[EXERCISE DATA]

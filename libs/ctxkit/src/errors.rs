//! Error taxonomy shared by every context operation.

use std::fmt;

use thiserror::Error;

use crate::lifecycle::LifecycleState;

/// What kind of thing a failed lookup was searching for.
#[derive(Debug, Clone, Copy, PartialEq, Eq)]
pub enum LookupKind {
    Component,
    Resource,
    Message,
    Property,
}

impl fmt::Display for LookupKind {
    fn fmt(&self, f: &mut fmt::Formatter<'_>) -> fmt::Result {
        let s = match self {
            LookupKind::Component => "component",
            LookupKind::Resource => "resource",
            LookupKind::Message => "message",
            LookupKind::Property => "property",
        };
        f.write_str(s)
    }
}

/// Why an operation was refused by the lifecycle gate.
#[derive(Debug, Clone, Copy, PartialEq, Eq)]
pub enum InvalidStateReason {
    /// The context has not completed `refresh` yet.
    NotRefreshed,
    /// The context has been closed.
    Closed,
    /// `refresh` is one-shot and already ran.
    AlreadyRefreshed,
    /// The context was built without this facility.
    Unsupported,
    /// A weak context handle outlived its context.
    Dropped,
}

impl InvalidStateReason {
    pub(crate) fn for_state(state: LifecycleState) -> Self {
        match state {
            LifecycleState::Unrefreshed => InvalidStateReason::NotRefreshed,
            LifecycleState::Active => InvalidStateReason::AlreadyRefreshed,
            LifecycleState::Closed => InvalidStateReason::Closed,
        }
    }
}

impl fmt::Display for InvalidStateReason {
    fn fmt(&self, f: &mut fmt::Formatter<'_>) -> fmt::Result {
        let s = match self {
            InvalidStateReason::NotRefreshed => "context has not been refreshed yet",
            InvalidStateReason::Closed => "context has been closed",
            InvalidStateReason::AlreadyRefreshed => "context does not support multiple refresh attempts",
            InvalidStateReason::Unsupported => "context does not expose this facility",
            InvalidStateReason::Dropped => "context no longer exists",
        };
        f.write_str(s)
    }
}

/// Structured errors for context lookups, capability delegation and lifecycle transitions.
#[derive(Debug, Error)]
pub enum ContextError {
    #[error("no {kind} found for '{key}'")]
    NotFound { kind: LookupKind, key: String },

    #[error("cannot {operation}: {reason}")]
    InvalidState {
        operation: &'static str,
        reason: InvalidStateReason,
    },

    #[error("expected a single component of type {type_name} but found {}: {}", .candidates.len(), .candidates.join(", "))]
    AmbiguousMatch {
        type_name: &'static str,
        candidates: Vec<String>,
    },

    #[error("component '{name}' does not expose type {expected}")]
    TypeMismatch { name: String, expected: &'static str },

    #[error("component '{0}' is already registered at this level")]
    DuplicateComponent(String),
}

impl ContextError {
    pub fn not_found(kind: LookupKind, key: impl Into<String>) -> Self {
        ContextError::NotFound {
            kind,
            key: key.into(),
        }
    }

    pub fn invalid_state(operation: &'static str, reason: InvalidStateReason) -> Self {
        ContextError::InvalidState { operation, reason }
    }

    pub fn is_not_found(&self) -> bool {
        matches!(self, ContextError::NotFound { .. })
    }

    pub fn is_invalid_state(&self) -> bool {
        matches!(self, ContextError::InvalidState { .. })
    }

    pub fn is_ambiguous(&self) -> bool {
        matches!(self, ContextError::AmbiguousMatch { .. })
    }
}

pub type ContextResult<T> = Result<T, ContextError>;

#[cfg(test)]
mod tests {
    use super::*;

    #[test]
    fn not_found_names_the_key() {
        let err = ContextError::not_found(LookupKind::Component, "missing");
        assert!(err.is_not_found());
        assert_eq!(err.to_string(), "no component found for 'missing'");
    }

    #[test]
    fn ambiguous_lists_candidates() {
        let err = ContextError::AmbiguousMatch {
            type_name: "u32",
            candidates: vec!["a".into(), "b".into()],
        };
        let msg = err.to_string();
        assert!(msg.contains("found 2"));
        assert!(msg.contains("a, b"));
    }

    #[test]
    fn invalid_state_reason_follows_state() {
        assert_eq!(
            InvalidStateReason::for_state(LifecycleState::Closed),
            InvalidStateReason::Closed
        );
        let err = ContextError::invalid_state("publish event", InvalidStateReason::Closed);
        assert!(err.is_invalid_state());
        assert_eq!(err.to_string(), "cannot publish event: context has been closed");
    }
}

[/EXERCISE DATA]

[TASK ITEM] Write the entries out again exactly.

[OUTPUT FOR THIS TASK]
filename libs/ctxkit/src/errors.rs
//! Error taxonomy shared by every context operation.

use std::fmt;

use thiserror::Error;

use crate::lifecycle::LifecycleState;

/// What kind of thing a failed lookup was searching for.
#[derive(Debug, Clone, Copy, PartialEq, Eq)]
pub enum LookupKind {
    Component,
    Resource,
    Message,
    Property,
}

impl fmt::Display for LookupKind {
    fn fmt(&self, f: &mut fmt::Formatter<'_>) -> fmt::Result {
        let s = match self {
            LookupKind::Component => "component",
            LookupKind::Resource => "resource",
            LookupKind::Message => "message",
            LookupKind::Property => "property",
        };
        f.write_str(s)
    }
}

/// Why an operation was refused by the lifecycle gate.
#[derive(Debug, Clone, Copy, PartialEq, Eq)]
pub enum InvalidStateReason {
    /// The context has not completed `refresh` yet.
    NotRefreshed,
    /// The context has been closed.
    Closed,
    /// `refresh` is one-shot and already ran.
    AlreadyRefreshed,
    /// The context was built without this facility.
    Unsupported,
    /// A weak context handle outlived its context.
    Dropped,
}

impl InvalidStateReason {
    pub(crate) fn for_state(state: LifecycleState) -> Self {
        match state {
            LifecycleState::Unrefreshed => InvalidStateReason::NotRefreshed,
            LifecycleState::Active => InvalidStateReason::AlreadyRefreshed,
            LifecycleState::Closed => InvalidStateReason::Closed,
        }
    }
}

impl fmt::Display for InvalidStateReason {
    fn fmt(&self, f: &mut fmt::Formatter<'_>) -> fmt::Result {
        let s = match self {
            InvalidStateReason::NotRefreshed => "context has not been refreshed yet",
            InvalidStateReason::Closed => "context has been closed",
            InvalidStateReason::AlreadyRefreshed => "context does not support multiple refresh attempts",
            InvalidStateReason::Unsupported => "context does not expose this facility",
            InvalidStateReason::Dropped => "context no longer exists",
        };
        f.write_str(s)
    }
}

/// Structured errors for context lookups, capability delegation and lifecycle transitions.
#[derive(Debug, Error)]
pub enum ContextError {
    #[error("no {kind} found for '{key}'")]
    NotFound { kind: LookupKind, key: String },

    #[error("cannot {operation}: {reason}")]
    InvalidState {
        operation: &'static str,
        reason: InvalidStateReason,
    },

    #[error("expected a single component of type {type_name} but found {}: {}", .candidates.len(), .candidates.join(", "))]
    AmbiguousMatch {
        type_name: &'static str,
        candidates: Vec<String>,
    },

    #[error("component '{name}' does not expose type {expected}")]
    TypeMismatch { name: String, expected: &'static str },

    #[error("component '{0}' is already registered at this level")]
    DuplicateComponent(String),
}

impl ContextError {
    pub fn not_found(kind: LookupKind, key: impl Into<String>) -> Self {
        ContextError::NotFound {
            kind,
            key: key.into(),
        }
    }

    pub fn invalid_state(operation: &'static str, reason: InvalidStateReason) -> Self {
        ContextError::InvalidState { operation, reason }
    }

    pub fn is_not_found(&self) -> bool {
        matches!(self, ContextError::NotFound { .. })
    }

    pub fn is_invalid_state(&self) -> bool {
        matches!(self, ContextError::InvalidState { .. })
    }

    pub fn is_ambiguous(&self) -> bool {
        matches!(self, ContextError::AmbiguousMatch { .. })
    }
}

pub type ContextResult<T> = Result<T, ContextError>;

#[cfg(test)]
mod tests {
    use super::*;

    #[test]
    fn not_found_names_the_key() {
        let err = ContextError::not_found(LookupKind::Component, "missing");
        assert!(err.is_not_found());
        assert_eq!(err.to_string(), "no component found for 'missing'");
    }

    #[test]
    fn ambiguous_lists_candidates() {
        let err = ContextError::AmbiguousMatch {
            type_name: "u32",
            candidates: vec!["a".into(), "b".into()],
        };
        let msg = err.to_string();
        assert!(msg.contains("found 2"));
        assert!(msg.contains("a, b"));
    }

    #[test]
    fn invalid_state_reason_follows_state() {
        assert_eq!(
            InvalidStateReason::for_state(LifecycleState::Closed),
            InvalidStateReason::Closed
        );
        let err = ContextError::invalid_state("publish event", InvalidStateReason::Closed);
        assert!(err.is_invalid_state());
        assert_eq!(err.to_string(), "cannot publish event: context has been closed");
    }
}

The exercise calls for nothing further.